Présentation de l'éditeur :
« En prenant des chemins quelque peu buissonniers, par exemple voir quelle place les écrivains donnent aux faits-divers, aux délices et aux affres de l’attente, à la tentation de l’inachevé, aux rapports entre vie privée et écriture, à la façon d’écrire l’amour, ces essais adoptent tout naturellement la revendication de Baudelaire sur le droit de se contredire. Et ils aboutissent à deux questions : Qu’est-ce qu’écrire ? Écrire est-il une raison de vivre ? L’une et l’autre, on s’en doute, ne peuvent que rester sans réponse.»Angelo RINALDI, mon maître à critiquer, si j'ose dire, concluait ainsi son commentaire sur le roman Le veilleur de Roger GRENIER : « En comptable des pas perdus. En virtuose des filtres et des ellipses. En écrivain qui toujours sut en trois phrases donner l'impression de la durée, capter le flot amer du temps, dont son oeuvre, en sa grisaille sans miséricorde, reproduit le mouvement de ressac, chaque livre ayant poussé l'autre, comme les vagues. »
C'était il y a dix ans, mais je crois que ce passage s'applique tout aussi bien au recueil de courts essais réunis dans Le palais des livres que nous offre maintenant Roger GRENIER.
Un des charmes de ce livre est qu'il nous donne l'impression à la fois de pénétrer dans une bibliothèque ou une libraire (mais pas un de ces souks où les livres sont offerts comme friperie dans un décrochez-moi-ça). Tout y est, cette odeur caractéristique des livres, cette ambiance recueillie, cette idée que le passé n'est pas tout à fait mort, qui nourrit le présent, ce sentiment d'être chez soi.
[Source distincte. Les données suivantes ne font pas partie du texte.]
#[cfg(test)]
mod tests {
    use super::*;
    use aion_common::LogicVec;
    use aion_ir::{Arena, Type};

    fn make_test_module(interner: &Interner, types: &mut TypeDb) -> Module {
        let bit_ty = types.intern(Type::Bit);
        let mut signals = Arena::new();
        let clk_name = interner.get_or_intern("clk");
        let clk_id = signals.alloc(Signal {
            id: SignalId::from_raw(0),
            name: clk_name,
            ty: bit_ty,
            kind: SignalKind::Port,
            init: None,
            clock_domain: None,
            span: Span::DUMMY,
        });
        let out_name = interner.get_or_intern("out");
        signals.alloc(Signal {
            id: SignalId::from_raw(1),
            name: out_name,
            ty: bit_ty,
            kind: SignalKind::Reg,
            init: None,
            clock_domain: None,
            span: Span::DUMMY,
        });

        let mod_name = interner.get_or_intern("test_mod");
        Module {
            id: aion_ir::ModuleId::from_raw(0),
            name: mod_name,
            span: Span::DUMMY,
            params: vec![],
            ports: vec![Port {
                id: aion_ir::PortId::from_raw(0),
                name: clk_name,
                direction: PortDirection::Input,
                ty: bit_ty,
                signal: clk_id,
                span: Span::DUMMY,
            }],
            signals,
            cells: Arena::new(),
            processes: Arena::new(),
            assignments: vec![],
            clock_domains: vec![],
            content_hash: aion_common::ContentHash::from_bytes(b"test"),
        }
    }

    #[test]
    fn from_module_imports_signals() {
        let interner = Interner::new();
        let mut types = TypeDb::new();
        let module = make_test_module(&interner, &mut types);
        let netlist = Netlist::from_module(&module, &types, &interner);
        assert_eq!(netlist.signals.len(), 2);
        assert_eq!(netlist.cells.len(), 0);
    }

    #[test]
    fn add_signal_creates_unique() {
        let interner = Interner::new();
        let mut types = TypeDb::new();
        let module = make_test_module(&interner, &mut types);
        let mut netlist = Netlist::from_module(&module, &types, &interner);
        let bit_ty = netlist.types.intern(Type::Bit);
        let s1 = netlist.add_signal("tmp", bit_ty, SignalKind::Wire);
        let s2 = netlist.add_signal("tmp", bit_ty, SignalKind::Wire);
        assert_ne!(s1, s2);
        assert_eq!(netlist.signals.len(), 4);
    }

    #[test]
    fn add_cell_and_query() {
        let interner = Interner::new();
        let mut types = TypeDb::new();
        let module = make_test_module(&interner, &mut types);
        let mut netlist = Netlist::from_module(&module, &types, &interner);
        let c = netlist.add_cell("and", CellKind::And { width: 1 }, vec![]);
        assert_eq!(netlist.cells.len(), 1);
        assert!(!netlist.is_dead(c));
    }

    #[test]
    fn remove_cell_marks_dead() {
        let interner = Interner::new();
        let mut types = TypeDb::new();
        let module = make_test_module(&interner, &mut types);
        let mut netlist = Netlist::from_module(&module, &types, &interner);
        let c = netlist.add_cell("x", CellKind::Not { width: 1 }, vec![]);
        assert_eq!(netlist.live_cell_count(), 1);
        netlist.remove_cell(c);
        assert!(netlist.is_dead(c));
        assert_eq!(netlist.live_cell_count(), 0);
    }

    #[test]
    fn fanout_map_tracks_inputs() {
        let interner = Interner::new();
        let mut types = TypeDb::new();
        let module = make_test_module(&interner, &mut types);
        let mut netlist = Netlist::from_module(&module, &types, &interner);
        let sig_a = SignalId::from_raw(0);
        let sig_b = SignalId::from_raw(1);
        let bit_ty = netlist.types.intern(Type::Bit);
        let out = netlist.add_signal("out", bit_ty, SignalKind::Wire);
        let c = netlist.add_cell(
            "and",
            CellKind::And { width: 1 },
            vec![
                netlist.input_conn("A", SignalRef::Signal(sig_a)),
                netlist.input_conn("B", SignalRef::Signal(sig_b)),
                netlist.output_conn("Y", SignalRef::Signal(out)),
            ],
        );
        let fanout = netlist.fanout_map();
        assert!(fanout.get(&sig_a).unwrap().contains(&c));
        assert!(fanout.get(&sig_b).unwrap().contains(&c));
        assert!(!fanout.contains_key(&out));
    }

    #[test]
    fn driver_map_tracks_outputs() {
        let interner = Interner::new();
        let mut types = TypeDb::new();
        let module = make_test_module(&interner, &mut types);
        let mut netlist = Netlist::from_module(&module, &types, &interner);
        let sig_a = SignalId::from_raw(0);
        let bit_ty = netlist.types.intern(Type::Bit);
        let out = netlist.add_signal("out", bit_ty, SignalKind::Wire);
        let c = netlist.add_cell(
            "not",
            CellKind::Not { width: 1 },
            vec![
                netlist.input_conn("A", SignalRef::Signal(sig_a)),
                netlist.output_conn("Y", SignalRef::Signal(out)),
            ],
        );
        let drivers = netlist.driver_map();
        assert_eq!(drivers.get(&out), Some(&c));
    }

    #[test]
    fn dead_cells_excluded_from_maps() {
        let interner = Interner::new();
        let mut types = TypeDb::new();
        let module = make_test_module(&interner, &mut types);
        let mut netlist = Netlist::from_module(&module, &types, &interner);
        let sig_a = SignalId::from_raw(0);
        let bit_ty = netlist.types.intern(Type::Bit);
        let out = netlist.add_signal("out", bit_ty, SignalKind::Wire);
        let c = netlist.add_cell(
            "not",
            CellKind::Not { width: 1 },
            vec![
                netlist.input_conn("A", SignalRef::Signal(sig_a)),
                netlist.output_conn("Y", SignalRef::Signal(out)),
            ],
        );
        netlist.remove_cell(c);
        let fanout = netlist.fanout_map();
        assert!(!fanout.contains_key(&sig_a));
        let drivers = netlist.driver_map();
        assert!(!drivers.contains_key(&out));
    }

    #[test]
    fn signal_width_queries() {
        let interner = Interner::new();
        let mut types = TypeDb::new();
        let module = make_test_module(&interner, &mut types);
        let mut netlist = Netlist::from_module(&module, &types, &interner);
        let vec8_ty = netlist.types.intern(Type::BitVec {
            width: 8,
            signed: false,
        });
        let s = netlist.add_signal("bus", vec8_ty, SignalKind::Wire);
        assert_eq!(netlist.signal_width(s), 8);
        assert_eq!(netlist.signal_width(SignalId::from_raw(0)), 1);
    }

    #[test]
    fn input_output_conn_helpers() {
        let interner = Interner::new();
        let mut types = TypeDb::new();
        let module = make_test_module(&interner, &mut types);
        let netlist = Netlist::from_module(&module, &types, &interner);
        let conn_in = netlist.input_conn("A", SignalRef::Signal(SignalId::from_raw(0)));
        assert_eq!(conn_in.direction, PortDirection::Input);
        let conn_out = netlist.output_conn("Y", SignalRef::Signal(SignalId::from_raw(1)));
        assert_eq!(conn_out.direction, PortDirection::Output);
    }

    #[test]
    fn from_module_preserves_ports() {
        let interner = Interner::new();
        let mut types = TypeDb::new();
        let module = make_test_module(&interner, &mut types);
        let netlist = Netlist::from_module(&module, &types, &interner);
        assert_eq!(netlist.ports.len(), 1);
    }

    #[test]
    fn fanout_map_with_slice_ref() {
        let interner = Interner::new();
        let mut types = TypeDb::new();
        let module = make_test_module(&interner, &mut types);
        let mut netlist = Netlist::from_module(&module, &types, &interner);
        let sig_a = SignalId::from_raw(0);
        let bit_ty = netlist.types.intern(Type::Bit);
        let out = netlist.add_signal("out", bit_ty, SignalKind::Wire);
        let c = netlist.add_cell(
            "slice",
            CellKind::Slice {
                offset: 0,
                width: 1,
            },
            vec![
                netlist.input_conn(
                    "A",
                    SignalRef::Slice {
                        signal: sig_a,
                        high: 0,
                        low: 0,
                    },
                ),
                netlist.output_conn("Y", SignalRef::Signal(out)),
            ],
        );
        let fanout = netlist.fanout_map();
        assert!(fanout.get(&sig_a).unwrap().contains(&c));
    }

    #[test]
    fn empty_module_creates_empty_netlist() {
        let interner = Interner::new();
        let types = TypeDb::new();
        let mod_name = interner.get_or_intern("empty");
        let module = Module {
            id: aion_ir::ModuleId::from_raw(0),
            name: mod_name,
            span: Span::DUMMY,
            params: vec![],
            ports: vec![],
            signals: Arena::new(),
            cells: Arena::new(),
            processes: Arena::new(),
            assignments: vec![],
            clock_domains: vec![],
            content_hash: aion_common::ContentHash::from_bytes(b"empty"),
        };
        let netlist = Netlist::from_module(&module, &types, &interner);
        assert_eq!(netlist.signals.len(), 0);
        assert_eq!(netlist.cells.len(), 0);
        assert_eq!(netlist.live_cell_count(), 0);
    }

    #[test]
    fn fanout_excludes_const_refs() {
        let interner = Interner::new();
        let mut types = TypeDb::new();
        let module = make_test_module(&interner, &mut types);
        let mut netlist = Netlist::from_module(&module, &types, &interner);
        let bit_ty = netlist.types.intern(Type::Bit);
        let out = netlist.add_signal("out", bit_ty, SignalKind::Wire);
        netlist.add_cell(
            "const_user",
            CellKind::Not { width: 1 },
            vec![
                netlist.input_conn("A", SignalRef::Const(LogicVec::from_bool(true))),
                netlist.output_conn("Y", SignalRef::Signal(out)),
            ],
        );
        let fanout = netlist.fanout_map();
        // No signal should show up (the input is a const, not a signal)
        assert_eq!(fanout.len(), 0);
    }

    #[test]
    fn multiple_cells_same_input() {
        let interner = Interner::new();
        let mut types = TypeDb::new();
        let module = make_test_module(&interner, &mut types);
        let mut netlist = Netlist::from_module(&module, &types, &interner);
        let sig_a = SignalId::from_raw(0);
        let bit_ty = netlist.types.intern(Type::Bit);
        let out1 = netlist.add_signal("o1", bit_ty, SignalKind::Wire);
        let out2 = netlist.add_signal("o2", bit_ty, SignalKind::Wire);
        let c1 = netlist.add_cell(
            "not1",
            CellKind::Not { width: 1 },
            vec![
                netlist.input_conn("A", SignalRef::Signal(sig_a)),
                netlist.output_conn("Y", SignalRef::Signal(out1)),
            ],
        );
        let c2 = netlist.add_cell(
            "not2",
            CellKind::Not { width: 1 },
            vec![
                netlist.input_conn("A", SignalRef::Signal(sig_a)),
                netlist.output_conn("Y", SignalRef::Signal(out2)),
            ],
        );
        let fanout = netlist.fanout_map();
        let readers = fanout.get(&sig_a).unwrap();
        assert!(readers.contains(&c1));
        assert!(readers.contains(&c2));
        assert_eq!(readers.len(), 2);
    }
}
Pourquoi écrire, en effet : « L'écriture est-elle une raison de vivre ? [...] Comment [le besoin d'écrire] nous vient-il et comment s'enracine-t-il ? Et nous voici conversant avec SARTRE, CAMUS, LARBAUD, JAMES, SCOTT FITZGERALD, TCHEKHOV et tant d'autres. On en vient à se demander si « connaître la vie privée d'un auteur est important pour comprendre son oeuvre. » L'écrivain n'aspire-t-il pas à « être à la fois invisible et présent, tout dire sur soi-même sans en avoir l'air » ? L'époque, on le sait, depuis le succès de ce genre appelé « autofiction » apprécie l'exhibition de soi. Ce que l'auteur tient pour « la lie de ce qu'on trouve sur les étals des librairies ». Pourtant, qu'y a-t-il de plus intime que l'amour, par ailleurs éternel sujet d'inspiration littéraire ? La mémoire, l'enfance, comment « cela » se fait-il ? On écrit pour être aimé. Mais il faut publier, ce qui n'est pas la même chose. Un jour viendra où l'on signera la dernière œuvre, mais, l'écrivant, le sait-on ? A-t-on encore quelque chose à dire ? quelles sont les vertus de l'inachèvement ?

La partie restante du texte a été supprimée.